The qualitative study found that a 3-point reduction in PP NRS score would be a meaningful improvement for most participants. However, the results also suggested that a 3-point improvement would not necessarily be a change that patients would be satisfied or content with. Indeed, 72% of participants would expect a change of more than 3 points on the PP NRS with a new treatment.

The PP NRS had good test–retest reliability, with ICC values for the PP VRS and AP VRS above the standard threshold of 0.70 [29]. Reliability based on PAS number of lesions and IGA scores was weaker, although this was not surprising, because the aspects of PN these clinician-reported outcomes capture are more closely related to disease activity than to itch. The PP NRS also had good construct validity, and known-groups validity was demonstrated on the basis of PROs and some but not all clinician-reported outcomes. For each of the anchors included in the responsiveness analysis, the PP NRS was able to differentiate between patients whose score on the anchor improved and those whose score was unchanged or worsened.

The identified 2- to 5-point meaningful within-patient change threshold is aligned with the threshold of a 4-point decrease in PP NRS score derived from anchor-based analyses in adults with moderate-to-severe AD [14] and plaque psoriasis [15]. The 4-point threshold has been accepted by European and US regulators in other skin conditions as a meaningful within-patient change threshold to demonstrate treatment effect [30,31,32,33].

Until recently, validated PRO measures for assessing itch in PN were not available.
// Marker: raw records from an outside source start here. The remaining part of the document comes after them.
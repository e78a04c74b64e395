pub mod configs;
pub mod docs;
pub mod export;
pub mod llm;
pub mod ping;
pub mod script;
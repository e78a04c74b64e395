//! Syntax validation for user grading scripts (Python).
//!
//! The script is parsed, never executed. A tree containing error or
//! missing nodes is invalid; the first offending node names the location.

use thiserror::Error;
use tree_sitter::{Node, Parser};

#[derive(Error, Debug)]
pub enum ScriptError {
    #[error("invalid syntax at line {line}, column {column}")]
    Syntax { line: usize, column: usize },

    #[error("script parser unavailable: {0}")]
    Parser(String),
}

/// Check that `script` is syntactically valid Python. The empty script is
/// valid.
pub fn validate_python(script: &str) -> Result<(), ScriptError> {
    let mut parser = Parser::new();
    parser
        .set_language(&tree_sitter_python::LANGUAGE.into())
        .map_err(|e| ScriptError::Parser(e.to_string()))?;

    let tree = parser
        .parse(script, None)
        .ok_or_else(|| ScriptError::Parser("parse returned no tree".into()))?;

    let root = tree.root_node();
    if !root.has_error() {
        return Ok(());
    }

    let node = first_error_node(root).unwrap_or(root);
    let position = node.start_position();
    Err(ScriptError::Syntax {
        line: position.row + 1,
        column: position.column,
    })
}

/// Depth-first search for the first ERROR or missing node under `node`.
fn first_error_node(node: Node<'_>) -> Option<Node<'_>> {
    if !node.has_error() {
        return None;
    }
    if node.is_error() || node.is_missing() {
        return Some(node);
    }
    let mut cursor = node.walk();
    let children: Vec<Node<'_>> = node.children(&mut cursor).collect();
    children.into_iter().find_map(first_error_node)
}

#[cfg(test)]
mod tests {
    use super::*;

    #[test]
    fn simple_statement_is_valid() {
        assert!(validate_python("print(123)").is_ok());
    }

    #[test]
    fn empty_script_is_valid() {
        assert!(validate_python("").is_ok());
    }

    #[test]
    fn multiline_function_is_valid() {
        let script = "def grade(doc):\n    return doc.get('score', 0) > 50\n";
        assert!(validate_python(script).is_ok());
    }

    #[test]
    fn broken_def_is_invalid() {
        let err = validate_python("def f(:\n    pass\n").unwrap_err();
        match err {
            ScriptError::Syntax { line, .. } => assert_eq!(line, 1),
            other => panic!("expected Syntax, got {other:?}"),
        }
    }

    #[test]
    fn unclosed_paren_is_invalid() {
        assert!(matches!(
            validate_python("print(123"),
            Err(ScriptError::Syntax { .. })
        ));
    }

    #[test]
    fn error_location_points_at_the_offending_line() {
        let err = validate_python("x = 1\ny = ((2\n").unwrap_err();
        match err {
            ScriptError::Syntax { line, .. } => assert!(line >= 2, "line was {line}"),
            other => panic!("expected Syntax, got {other:?}"),
        }
    }

    #[test]
    fn error_message_is_descriptive() {
        let err = validate_python("def f(:").unwrap_err();
        assert!(err.to_string().contains("invalid syntax at line"));
    }
}
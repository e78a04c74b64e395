//! API error type with flat `{"error": ...}` JSON bodies.
//!
//! Routes with irregular failure envelopes (sample_docs, the LLM routes)
//! build their bodies in the handler; everything else maps through here.

use axum::http::StatusCode;
use axum::response::{IntoResponse, Response};
use axum::Json;
use serde::Serialize;

use crate::db::StoreError;

#[derive(Debug, thiserror::Error)]
pub enum ApiError {
    /// A required request field is absent. 400.
    #[error("{0}")]
    MissingField(&'static str),

    /// The document store failed. 500.
    #[error("{0}")]
    Store(String),

    /// Anything else on the server side. 500.
    #[error("{0}")]
    Internal(String),
}

#[derive(Serialize)]
struct ErrorBody {
    error: String,
}

impl IntoResponse for ApiError {
    fn into_response(self) -> Response {
        let status = match &self {
            ApiError::MissingField(_) => StatusCode::BAD_REQUEST,
            ApiError::Store(detail) => {
                tracing::error!(detail, "document store error");
                StatusCode::INTERNAL_SERVER_ERROR
            }
            ApiError::Internal(detail) => {
                tracing::error!(detail, "internal error");
                StatusCode::INTERNAL_SERVER_ERROR
            }
        };

        let body = ErrorBody {
            error: self.to_string(),
        };
        (status, Json(body)).into_response()
    }
}

impl From<StoreError> for ApiError {
    fn from(err: StoreError) -> Self {
        ApiError::Store(err.to_string())
    }
}
//! Graded-report export.

use axum::extract::State;
use axum::http::header;
use axum::response::{IntoResponse, Response};
use axum::Json;
use serde::Deserialize;
use serde_json::Value;

use crate::api::error::ApiError;
use crate::api::types::ApiContext;
use crate::report;

#[derive(Deserialize)]
pub struct ExportRequest {
    #[serde(default)]
    pub graded: Vec<Value>,
}

/// `POST /api/export` — regenerate the report file and return it as an
/// HTML attachment. The file name is fixed; each export overwrites the
/// previous one.
pub async fn export(
    State(ctx): State<ApiContext>,
    Json(req): Json<ExportRequest>,
) -> Result<Response, ApiError> {
    let html = report::render_report(&req.graded);
    report::write_report(&ctx.report_dir, &html)
        .map_err(|e| ApiError::Internal(format!("Failed to write report: {e}")))?;

    let headers = [
        (header::CONTENT_TYPE, "text/html"),
        (
            header::CONTENT_DISPOSITION,
            "attachment; filename=\"report.html\"",
        ),
    ];
    Ok((headers, html).into_response())
}
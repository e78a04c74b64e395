//! Liveness check.

use axum::Json;
use serde::Serialize;

#[derive(Serialize)]
pub struct PingResponse {
    pub message: &'static str,
}

/// `GET /ping`
pub async fn ping() -> Json<PingResponse> {
    Json(PingResponse { message: "pong" })
}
However, the worst itch (WI) NRS [34] has now been validated using data from a placebo-controlled trial of the small-molecule inhibitor serlopitant in patients with treatment-refractory PN [35]. The PP NRS and WI NRS have similar response scales and recall periods and appear to be conceptually equivalent based on cognitive debriefing and usability testing in US adults with moderate-to-severe PN [36]. However, they differ in their wordings: the PP NRS uses itch “at the worst moment” and the WI NRS uses itch “at its most intense”. For economic modelling and comparative effectiveness analyses, an equivalence study would be useful to provide evidence that the two itch NRSs measure the same concept and provide comparable data.

Limitations of the present study include the small sample. Also, the 4-week time interval in the test–retest analysis is longer than the typical 1 to 2 weeks between assessments [37], although the effect of this difference is likely conservative. Finally, the lack of analyses by sex potentially limits the generalizability of our findings, although the female predominance in our study samples is aligned with the higher prevalence of PN in women compared to men [1, 9].

Conclusion

This study provides strong evidence that the PP NRS is a content-valid and reliable PRO measure that can be used by adults with PN in clinical trials. Moreover, it provides a meaningful within-patient change threshold estimate for the PP NRS, based on triangulation of quantitative estimates and meaningful improvement data derived from a qualitative analysis.